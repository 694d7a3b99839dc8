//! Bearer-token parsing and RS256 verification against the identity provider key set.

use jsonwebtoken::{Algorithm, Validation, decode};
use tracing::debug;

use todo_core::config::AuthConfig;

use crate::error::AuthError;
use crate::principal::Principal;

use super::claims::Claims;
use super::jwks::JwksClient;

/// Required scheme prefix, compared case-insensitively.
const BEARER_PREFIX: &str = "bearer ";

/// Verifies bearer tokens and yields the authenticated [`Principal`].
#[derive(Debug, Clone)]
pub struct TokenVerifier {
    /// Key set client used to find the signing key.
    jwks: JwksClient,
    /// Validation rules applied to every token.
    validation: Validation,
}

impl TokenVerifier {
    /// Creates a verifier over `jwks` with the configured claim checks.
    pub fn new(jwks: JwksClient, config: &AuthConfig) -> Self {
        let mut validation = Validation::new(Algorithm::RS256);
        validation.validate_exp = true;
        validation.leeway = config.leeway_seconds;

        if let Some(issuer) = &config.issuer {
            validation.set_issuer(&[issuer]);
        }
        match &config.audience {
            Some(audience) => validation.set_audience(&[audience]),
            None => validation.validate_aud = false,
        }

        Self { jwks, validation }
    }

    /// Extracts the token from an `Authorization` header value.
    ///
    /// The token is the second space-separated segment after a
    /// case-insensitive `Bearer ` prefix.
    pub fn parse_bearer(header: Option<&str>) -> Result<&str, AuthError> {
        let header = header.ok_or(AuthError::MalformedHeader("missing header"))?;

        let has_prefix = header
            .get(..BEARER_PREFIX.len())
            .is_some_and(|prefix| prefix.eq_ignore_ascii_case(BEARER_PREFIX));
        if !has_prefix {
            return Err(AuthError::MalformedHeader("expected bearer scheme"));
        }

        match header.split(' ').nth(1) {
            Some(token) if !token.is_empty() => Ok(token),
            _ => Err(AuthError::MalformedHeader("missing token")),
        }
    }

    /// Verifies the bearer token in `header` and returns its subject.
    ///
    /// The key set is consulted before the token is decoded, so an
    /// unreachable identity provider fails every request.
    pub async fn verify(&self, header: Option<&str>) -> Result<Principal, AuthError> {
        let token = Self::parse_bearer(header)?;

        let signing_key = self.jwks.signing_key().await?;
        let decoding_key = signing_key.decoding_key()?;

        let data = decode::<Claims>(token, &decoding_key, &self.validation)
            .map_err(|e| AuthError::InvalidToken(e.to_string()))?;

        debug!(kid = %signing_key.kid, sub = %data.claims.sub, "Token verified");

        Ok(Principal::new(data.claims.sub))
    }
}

++++++++++++++++++++

= WHAT IS EXPECTED =
From the top of the listing above, restate each line word for word up to and including the line with "const BEARER_PREFIX: &str"; add nothing else.

= REPLY =
repository 694d7a3b99839dc8
//! Bearer-token parsing and RS256 verification against the identity provider key set.

use jsonwebtoken::{Algorithm, Validation, decode};
use tracing::debug;

use todo_core::config::AuthConfig;

use crate::error::AuthError;
use crate::principal::Principal;

use super::claims::Claims;
use super::jwks::JwksClient;

/// Required scheme prefix, compared case-insensitively.
const BEARER_PREFIX: &str = "bearer ";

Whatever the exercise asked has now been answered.